-- Activity --
What is needed is the complete listing, repeated exactly.

-- Dataset records --
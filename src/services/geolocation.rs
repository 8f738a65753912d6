// ============================================================================
// GEOLOCATION - one-shot, high-accuracy position request
// ============================================================================

use std::cell::Cell;
use std::rc::Rc;

use wasm_bindgen::prelude::*;
use wasm_bindgen::JsCast;
use wasm_bindgen_futures::JsFuture;
use web_sys::PositionOptions;

use crate::config::GeoConfig;
use crate::error::{js_error_message, AppError};
use crate::models::Coordinates;

/// Generation counter. A request is only honoured if no newer request was
/// started and nothing invalidated it (unmount) meanwhile.
#[derive(Clone, Default)]
pub struct LocateToken {
    generation: Rc<Cell<u64>>,
}

impl LocateToken {
    pub fn next(&self) -> u64 {
        let next = self.generation.get() + 1;
        self.generation.set(next);
        next
    }

    pub fn is_current(&self, ticket: u64) -> bool {
        self.generation.get() == ticket
    }

    /// Invalidate every request in flight.
    pub fn invalidate(&self) {
        self.next();
    }
}

/// Map a `GeolocationPositionError.code` to a user-facing message.
pub fn describe_error_code(code: u16) -> &'static str {
    match code {
        1 => "Location permission was denied.",
        2 => "Your position is currently unavailable.",
        3 => "Timed out while getting your location.",
        _ => "Unable to get your location.",
    }
}

fn error_from_js(value: &JsValue) -> AppError {
    let code = js_sys::Reflect::get(value, &JsValue::from_str("code"))
        .ok()
        .and_then(|c| c.as_f64());
    match code {
        Some(code) => AppError::GeolocationFailure(describe_error_code(code as u16).to_string()),
        None => AppError::GeolocationFailure(js_error_message(value)),
    }
}

fn read_coordinates(position: &JsValue) -> Option<Coordinates> {
    let coords = js_sys::Reflect::get(position, &JsValue::from_str("coords")).ok()?;
    let lat = js_sys::Reflect::get(&coords, &JsValue::from_str("latitude")).ok()?.as_f64()?;
    let lng = js_sys::Reflect::get(&coords, &JsValue::from_str("longitude")).ok()?.as_f64()?;
    Some(Coordinates::new(lat, lng))
}

/// Resolve the device position once.
pub async fn current_position(config: &GeoConfig) -> Result<Coordinates, AppError> {
    let geolocation = web_sys::window()
        .ok_or_else(|| AppError::GeolocationFailure("No window".to_string()))?
        .navigator()
        .geolocation()
        .map_err(|_| {
            AppError::GeolocationFailure(
                "Geolocation is not supported by this browser.".to_string(),
            )
        })?;

    let options = PositionOptions::new();
    options.set_enable_high_accuracy(true);
    options.set_timeout(config.timeout_ms);
    options.set_maximum_age(config.maximum_age_ms);

    let promise = js_sys::Promise::new(&mut |resolve, reject| {
        let on_error = reject.clone();
        let success = Closure::once_into_js(move |position: JsValue| {
            let _ = resolve.call1(&JsValue::UNDEFINED, &position);
        });
        let failure = Closure::once_into_js(move |error: JsValue| {
            let _ = reject.call1(&JsValue::UNDEFINED, &error);
        });
        if let Err(e) = geolocation.get_current_position_with_error_callback_and_options(
            success.unchecked_ref(),
            Some(failure.unchecked_ref()),
            &options,
        ) {
            let _ = on_error.call1(&JsValue::UNDEFINED, &e);
        }
    });

    let position = JsFuture::from(promise).await.map_err(|e| error_from_js(&e))?;
    read_coordinates(&position)
        .ok_or_else(|| AppError::GeolocationFailure("Position had no coordinates.".to_string()))
}

#[cfg(test)]
mod tests {
    use super::*;

    #[test]
    fn newer_request_supersedes_older() {
        let token = LocateToken::default();
        let first = token.next();
        let second = token.next();
        assert!(!token.is_current(first));
        assert!(token.is_current(second));
        token.invalidate();
        assert!(!token.is_current(second));
    }

    #[test]
    fn permission_denied_has_clear_message() {
        assert_eq!(describe_error_code(1), "Location permission was denied.");
        assert_eq!(describe_error_code(9), "Unable to get your location.");
    }
}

-- Answer to this problem --
filename src/services/geolocation.rs
repository 8f738a65753912d6
// ============================================================================
// GEOLOCATION - one-shot, high-accuracy position request
// ============================================================================

use std::cell::Cell;
use std::rc::Rc;

use wasm_bindgen::prelude::*;
use wasm_bindgen::JsCast;
use wasm_bindgen_futures::JsFuture;
use web_sys::PositionOptions;

use crate::config::GeoConfig;
use crate::error::{js_error_message, AppError};
use crate::models::Coordinates;

/// Generation counter. A request is only honoured if no newer request was
/// started and nothing invalidated it (unmount) meanwhile.
#[derive(Clone, Default)]
pub struct LocateToken {
    generation: Rc<Cell<u64>>,
}

impl LocateToken {
    pub fn next(&self) -> u64 {
        let next = self.generation.get() + 1;
        self.generation.set(next);
        next
    }

    pub fn is_current(&self, ticket: u64) -> bool {
        self.generation.get() == ticket
    }

    /// Invalidate every request in flight.
    pub fn invalidate(&self) {
        self.next();
    }
}

/// Map a `GeolocationPositionError.code` to a user-facing message.
pub fn describe_error_code(code: u16) -> &'static str {
    match code {
        1 => "Location permission was denied.",
        2 => "Your position is currently unavailable.",
        3 => "Timed out while getting your location.",
        _ => "Unable to get your location.",
    }
}

fn error_from_js(value: &JsValue) -> AppError {
    let code = js_sys::Reflect::get(value, &JsValue::from_str("code"))
        .ok()
        .and_then(|c| c.as_f64());
    match code {
        Some(code) => AppError::GeolocationFailure(describe_error_code(code as u16).to_string()),
        None => AppError::GeolocationFailure(js_error_message(value)),
    }
}

fn read_coordinates(position: &JsValue) -> Option<Coordinates> {
    let coords = js_sys::Reflect::get(position, &JsValue::from_str("coords")).ok()?;
    let lat = js_sys::Reflect::get(&coords, &JsValue::from_str("latitude")).ok()?.as_f64()?;
    let lng = js_sys::Reflect::get(&coords, &JsValue::from_str("longitude")).ok()?.as_f64()?;
    Some(Coordinates::new(lat, lng))
}

/// Resolve the device position once.
pub async fn current_position(config: &GeoConfig) -> Result<Coordinates, AppError> {
    let geolocation = web_sys::window()
        .ok_or_else(|| AppError::GeolocationFailure("No window".to_string()))?
        .navigator()
        .geolocation()
        .map_err(|_| {
            AppError::GeolocationFailure(
                "Geolocation is not supported by this browser.".to_string(),
            )
        })?;

    let options = PositionOptions::new();
    options.set_enable_high_accuracy(true);
    options.set_timeout(config.timeout_ms);
    options.set_maximum_age(config.maximum_age_ms);

    let promise = js_sys::Promise::new(&mut |resolve, reject| {
        let on_error = reject.clone();
        let success = Closure::once_into_js(move |position: JsValue| {
            let _ = resolve.call1(&JsValue::UNDEFINED, &position);
        });
        let failure = Closure::once_into_js(move |error: JsValue| {
            let _ = reject.call1(&JsValue::UNDEFINED, &error);
        });
        if let Err(e) = geolocation.get_current_position_with_error_callback_and_options(
            success.unchecked_ref(),
            Some(failure.unchecked_ref()),
            &options,
        ) {
            let _ = on_error.call1(&JsValue::UNDEFINED, &e);
        }
    });

    let position = JsFuture::from(promise).await.map_err(|e| error_from_js(&e))?;
    read_coordinates(&position)
        .ok_or_else(|| AppError::GeolocationFailure("Position had no coordinates.".to_string()))
}

#[cfg(test)]
mod tests {
    use super::*;

    #[test]
    fn newer_request_supersedes_older() {
        let token = LocateToken::default();
        let first = token.next();
        let second = token.next();
        assert!(!token.is_current(first));
        assert!(token.is_current(second));
        token.invalidate();
        assert!(!token.is_current(second));
    }

    #[test]
    fn permission_denied_has_clear_message() {
        assert_eq!(describe_error_code(1), "Location permission was denied.");
        assert_eq!(describe_error_code(9), "Unable to get your location.");
    }
}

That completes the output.